Los Vampiros del Turno Nocturno: Reanimating Ecotheatrical Strategies with “Unnaturalist” Theatre.

This was my first peer-reviewed publications, and performs an ecodramaturgical analysis of VAMPYR by Manuela Infante to theorize what eco-theater might do in the 21st century if it goes against its tendencies to rely on science and naturalism.

It was published in July 2026, as part of Volume 36, No. 2 of Theatre Topics, as part of a special issue “Theater In Extremis,” edited by Brian D. Valencia and Bryan Vandevender.


Abstract.

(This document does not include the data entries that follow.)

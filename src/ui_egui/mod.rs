mod app;
pub mod handles;
pub mod theme;
pub mod toast;
mod views;

pub use app::FlowstateApp;
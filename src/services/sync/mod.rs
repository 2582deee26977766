//! Background traffic between the timeline and the backend.
//!
//! Writes are fire-and-forget: the local store already holds the new
//! timing, so a failed PUT is logged and otherwise ignored. Fetches report
//! back over a channel the UI polls each frame.

use chrono::NaiveDate;
use std::sync::mpsc::{self, Receiver};
use std::sync::Arc;
use std::thread::{self, JoinHandle};

use crate::models::event::CalendarEvent;
use crate::services::time_records::TimeRecordBackend;

pub type SharedBackend = Arc<dyn TimeRecordBackend + Send + Sync>;

/// Outcome of a background day fetch.
#[derive(Debug)]
pub struct FetchResult {
    pub date: NaiveDate,
    pub events: Result<Vec<CalendarEvent>, String>,
}

#[derive(Clone)]
pub struct PersistenceSync {
    backend: SharedBackend,
}

impl PersistenceSync {
    pub fn new(backend: SharedBackend) -> Self {
        Self { backend }
    }

    /// Write the event's timing back on a detached thread. The handle is
    /// only useful to tests; callers may drop it.
    pub fn push(&self, event: CalendarEvent) -> JoinHandle<()> {
        let backend = Arc::clone(&self.backend);
        thread::spawn(move || match backend.update_record(&event) {
            Ok(()) => log::debug!(
                "Synced '{}' to {}+{} min",
                event.id,
                event.start_time,
                event.duration
            ),
            Err(err) => log::error!("Failed to sync time record '{}': {}", event.id, err),
        })
    }

    /// Fetch one day's events on a background thread.
    pub fn fetch(&self, date: NaiveDate) -> Receiver<FetchResult> {
        let backend = Arc::clone(&self.backend);
        let (tx, rx) = mpsc::channel();
        thread::spawn(move || {
            let events = backend.fetch_for_date(date).map_err(|err| {
                log::error!("Failed to fetch time records for {}: {}", date, err);
                err.to_string()
            });
            // Receiver gone means the view moved on; nothing to do.
            let _ = tx.send(FetchResult { date, events });
        });
        rx
    }
}
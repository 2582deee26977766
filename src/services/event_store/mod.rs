//! In-memory events for the selected day.

use std::collections::HashMap;

use crate::models::event::CalendarEvent;
use crate::services::layout::{self, EventLayout};

/// Ordered collection of the day's events.
///
/// Every mutation bumps `revision`, which lets the view cache the resolved
/// layout until the list actually changes.
#[derive(Debug, Default, Clone)]
pub struct EventStore {
    events: Vec<CalendarEvent>,
    revision: u64,
}

impl EventStore {
    pub fn new() -> Self {
        Self::default()
    }

    pub fn from_events(events: Vec<CalendarEvent>) -> Self {
        Self {
            events,
            revision: 0,
        }
    }

    /// Replace the whole list, e.g. after a fetch.
    pub fn replace_all(&mut self, events: Vec<CalendarEvent>) {
        self.events = events;
        self.revision += 1;
    }

    pub fn clear(&mut self) {
        self.replace_all(Vec::new());
    }

    pub fn revision(&self) -> u64 {
        self.revision
    }

    pub fn len(&self) -> usize {
        self.events.len()
    }

    pub fn is_empty(&self) -> bool {
        self.events.is_empty()
    }

    pub fn iter(&self) -> impl Iterator<Item = &CalendarEvent> {
        self.events.iter()
    }

    pub fn as_slice(&self) -> &[CalendarEvent] {
        &self.events
    }

    pub fn get(&self, id: &str) -> Option<&CalendarEvent> {
        self.events.iter().find(|event| event.id == id)
    }

    /// Set start and duration of one event. Returns false if the id is
    /// unknown.
    pub fn set_timing(&mut self, id: &str, start_time: i32, duration: i32) -> bool {
        let Some(event) = self.events.iter_mut().find(|event| event.id == id) else {
            return false;
        };

        if event.start_time != start_time || event.duration != duration {
            event.start_time = start_time;
            event.duration = duration;
            self.revision += 1;
        }
        true
    }

    /// Apply new sort indices by id.
    pub fn set_sort_indices(&mut self, updates: &HashMap<String, i32>) {
        let mut changed = false;
        for event in &mut self.events {
            if let Some(&index) = updates.get(&event.id) {
                if event.sort_index != Some(index) {
                    event.sort_index = Some(index);
                    changed = true;
                }
            }
        }
        if changed {
            self.revision += 1;
        }
    }

    /// Events whose interval intersects the given event's, including the
    /// event itself, in store order.
    pub fn overlapping(&self, id: &str) -> Vec<&CalendarEvent> {
        let Some(target) = self.get(id) else {
            return Vec::new();
        };
        self.events
            .iter()
            .filter(|event| event.overlaps(target))
            .collect()
    }

    pub fn layouts(&self) -> HashMap<String, EventLayout> {
        layout::resolve_layouts(&self.events)
    }
}
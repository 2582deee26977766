//! Theme module for the Flowstate calendar
//!
//! Defines the base CalendarTheme (light/dark) and the per-category card
//! palette used by the timeline.

use egui::Color32;

use crate::models::category::ColorKey;
use crate::models::settings::ThemePreference;

/// Colors used across the application
#[derive(Debug, Clone, PartialEq)]
pub struct CalendarTheme {
    /// Whether this is a dark theme (affects base egui::Visuals)
    pub is_dark: bool,

    /// Application background color
    pub app_background: Color32,

    /// Timeline background color
    pub calendar_background: Color32,

    /// Hour grid line color
    pub grid_line: Color32,

    /// Accent for the selected day and the current-time line
    pub primary: Color32,

    /// Primary text color (headings, dates)
    pub text_primary: Color32,

    /// Secondary text color (hour labels, meta text)
    pub text_secondary: Color32,
}

impl CalendarTheme {
    /// Create the default Light theme
    pub fn light() -> Self {
        Self {
            is_dark: false,
            app_background: Color32::from_rgb(246, 247, 248),
            calendar_background: Color32::from_rgb(255, 255, 255),
            grid_line: Color32::from_rgb(241, 245, 249),
            primary: Color32::from_rgb(19, 127, 236),
            text_primary: Color32::from_rgb(15, 23, 42),
            text_secondary: Color32::from_rgb(148, 163, 184),
        }
    }

    /// Create the default Dark theme
    pub fn dark() -> Self {
        Self {
            is_dark: true,
            app_background: Color32::from_rgb(16, 25, 34),
            calendar_background: Color32::from_rgb(16, 25, 34),
            grid_line: Color32::from_rgb(30, 41, 59),
            primary: Color32::from_rgb(19, 127, 236),
            text_primary: Color32::from_rgb(255, 255, 255),
            text_secondary: Color32::from_rgb(71, 85, 105),
        }
    }

    /// Pick the theme for a preference, asking the OS when set to system.
    pub fn for_preference(preference: ThemePreference) -> Self {
        match preference {
            ThemePreference::Light => Self::light(),
            ThemePreference::Dark => Self::dark(),
            ThemePreference::System => match dark_light::detect() {
                dark_light::Mode::Dark => Self::dark(),
                dark_light::Mode::Light | dark_light::Mode::Default => Self::light(),
            },
        }
    }

    /// Apply this theme to an egui context
    pub fn apply_to_context(&self, ctx: &egui::Context) {
        let mut visuals = if self.is_dark {
            egui::Visuals::dark()
        } else {
            egui::Visuals::light()
        };

        visuals.window_fill = self.app_background;
        visuals.panel_fill = self.app_background;
        visuals.selection.bg_fill = self.primary;
        visuals.override_text_color = Some(self.text_primary);

        ctx.set_visuals(visuals);
    }
}

fn with_alpha(color: Color32, alpha: u8) -> Color32 {
    Color32::from_rgba_unmultiplied(color.r(), color.g(), color.b(), alpha)
}

fn scale(color: Color32, factor: f32) -> Color32 {
    let channel = |c: u8| -> u8 { (c as f32 * factor).round().clamp(0.0, 255.0) as u8 };
    Color32::from_rgb(channel(color.r()), channel(color.g()), channel(color.b()))
}

fn lighten(color: Color32, t: f32) -> Color32 {
    let t = t.clamp(0.0, 1.0);
    let lerp = |c: u8| -> u8 { (c as f32 + (255.0 - c as f32) * t).round() as u8 };
    Color32::from_rgb(lerp(color.r()), lerp(color.g()), lerp(color.b()))
}

/// Card colors for one [`ColorKey`].
#[derive(Debug, Clone, Copy, PartialEq)]
pub struct EventPalette {
    pub background: Color32,
    pub border: Color32,
    pub text: Color32,
    pub sub_text: Color32,
}

impl EventPalette {
    pub fn for_key(key: ColorKey, is_dark: bool) -> Self {
        let (r, g, b) = key.rgb();
        let base = Color32::from_rgb(r, g, b);
        Self {
            background: with_alpha(base, 26),
            border: base,
            text: if is_dark {
                lighten(base, 0.3)
            } else {
                scale(base, 0.8)
            },
            sub_text: lighten(base, 0.35),
        }
    }
}

#[cfg(test)]
mod tests {
    use super::*;

    #[test]
    fn test_light_theme() {
        let theme = CalendarTheme::light();
        assert!(!theme.is_dark);
        assert_eq!(CalendarTheme::for_preference(ThemePreference::Light), theme);
    }

    #[test]
    fn test_dark_theme() {
        let theme = CalendarTheme::dark();
        assert!(theme.is_dark);
        assert_eq!(CalendarTheme::for_preference(ThemePreference::Dark), theme);
    }

    #[test]
    fn test_palette_border_is_key_color() {
        for key in ColorKey::ALL {
            let (r, g, b) = key.rgb();
            let palette = EventPalette::for_key(key, false);
            assert_eq!(palette.border, Color32::from_rgb(r, g, b));
            assert!(palette.background.a() < 255);
        }
    }

    #[test]
    fn test_dark_text_is_lighter() {
        let light = EventPalette::for_key(ColorKey::Indigo, false);
        let dark = EventPalette::for_key(ColorKey::Indigo, true);
        assert!(dark.text.r() > light.text.r());
    }
}
mod service;

pub use service::SettingsService;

This article theorizes “unnaturalist” ecotheatre as a mode of performance that situates its environmental critique within the contingent, embodied nature of environmental knowledge, rather than relying exclusively on scientific epistemology. Drawing on an ecodramaturgical analysis of Chilean writer-director Manuela Infante’s VAMPYR (2024), it identifies three tenets of unnaturalist ecotheatre: 1) destabilizing otherwise “natural” categories; 2) treating science and positivism as two organizing logics among many; and 3) expanding epistemic registers into feeling and embodiment to reveal hidden forms of power. It argues that VAMPYR’s assemblage
of Gothic mythology, biological evidence, and labor exploitation circumvents the conventions of naturalist ecotheatre, which tend to ground dramatic conflict in scientific knowledge while reinforcing individualism and obscuring systemic causes. Unnaturalist theatre, this article proposes, can make sense of environmental degradation where science, policy, and activism cannot.

Project Origins
I almost didn’t write this paper, mostly because I could not figure out how the Call For Papers, rooted in Baz Kershaw’s “Theater Ecology” uses the term “in extremis” to describe a text or performance tradition that has reached the “end of its tether” and, therefore, requires extraordinary measures to “preserve it, restore it, or connect it to some other more urgently meaningful domain” (58).

To me, Manuela’s work represented this, and I felt like there was something interesting in using a vampire, which does not die easily, to breathe new life into a genre that can also be very stale.

Timeline
I traveled to Santiago in October of 2024, to write a review of VAMPYR for Theatre Journal, and I used some of my preliminary notes in the conclusion to my dissertation.

I wrote the first draft over the course of a week, right before the deadline, and spent much of February-May 2026 revising it in conversation and under the editorial guidance of Brian D. Valencia, in particular.